4.4.6. Time-Kill Kinetics Assay

Time-kill kinetics of FEO–PLGANP gel was carried out following the procedure described by [45]. Concentrations were prepared that were three times the MIC of the FEO–PLGANP gel. Sterile water was added to this bacterial broth, and the test samples were added as a negative control. The viability of the bacterial cells was monitored continuously for 24 h. Samples were collected at specific time intervals and serially diluted in PBS. They were incubated overnight at 37 °C. At the end of incubation, the growth of bacteria in the colonies on the plates was counted. The colony-forming unit (CFU) was calculated and converted to log CFU/mL, and the time was plotted on a graph.

4.4.7. Stability Study

The effect of temperature on the FEO–PLGANP gel was further investigated using short-term changes in physical stability.

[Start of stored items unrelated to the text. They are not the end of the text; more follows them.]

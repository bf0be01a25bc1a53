//! Error types for taskloaf.

use thiserror::Error;

use crate::Address;

/// Main error type for all taskloaf operations.
#[derive(Debug, Error)]
pub enum TaskloafError {
    /// I/O error from a transport implementation.
    #[error("I/O error: {0}")]
    Io(#[from] std::io::Error),

    /// MsgPack serialization error.
    #[error("MsgPack encode error: {0}")]
    MsgPackEncode(#[from] rmp_serde::encode::Error),

    /// MsgPack deserialization error.
    #[error("MsgPack decode error: {0}")]
    MsgPackDecode(#[from] rmp_serde::decode::Error),

    /// Malformed or truncated envelope.
    #[error("Decode error: {0}")]
    Decode(String),

    /// Protocol error (oversized payload, bad envelope contents, etc.).
    #[error("Protocol error: {0}")]
    Protocol(String),

    /// No handler registered for the given type code.
    #[error("Handler not found for type code: {0}")]
    HandlerNotFound(u16),

    /// A WORK envelope named a task type this worker never registered.
    #[error("Unknown task: {0}")]
    UnknownTask(String),

    /// The transport has no route to the address.
    #[error("Address {0} is unreachable")]
    Unreachable(Address),

    /// Transport-level failure other than an unknown address.
    #[error("Transport error: {0}")]
    Transport(String),

    /// A reference's bytes were read on a worker that does not hold them.
    #[error("Reference {creator}:{id} has no local bytes on worker {address}")]
    NotLocal {
        /// Creator of the reference.
        creator: Address,
        /// Creator-local id.
        id: u64,
        /// Worker that attempted the read.
        address: Address,
    },

    /// A distributed reference was decoded outside `MsgPackCodec::decode_in`.
    #[error("Distributed reference decoded without a worker context")]
    NoWorkerContext,

    /// A work item returned an error.
    #[error("Task failed: {0}")]
    Task(String),

    /// A work item or offloaded function panicked.
    #[error("Task panicked: {0}")]
    Panic(String),

    /// Blocking work was offloaded outside a tokio runtime.
    #[error("No tokio runtime to offload \"{0}\" onto")]
    NoRuntime(String),

    /// The entry future was still running when the worker shut down.
    #[error("Cancelled by shutdown")]
    Cancelled,
}

impl TaskloafError {
    /// Build a [`TaskloafError::Task`] from any displayable message.
    pub fn task(message: impl std::fmt::Display) -> Self {
        Self::Task(message.to_string())
    }

    /// Build a [`TaskloafError::Panic`] from a caught panic payload.
    pub(crate) fn from_panic(payload: Box<dyn std::any::Any + Send>) -> Self {
        let message = if let Some(s) = payload.downcast_ref::<&str>() {
            (*s).to_string()
        } else if let Some(s) = payload.downcast_ref::<String>() {
            s.clone()
        } else {
            "non-string panic payload".to_string()
        };
        Self::Panic(message)
    }
}

/// Result type alias using TaskloafError.
pub type Result<T> = std::result::Result<T, TaskloafError>;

The formulations of the FEO–PLGANP gels were kept at ambient temperature for 0, 15 and 30 days according to the procedures established by the International Conference on Harmonization, and the samples were tested for their physicochemical properties at each of these intervals [46]. All visible changes were analyzed, including precipitation, turbidity, crystallization, color, particle size, PDI and ZP.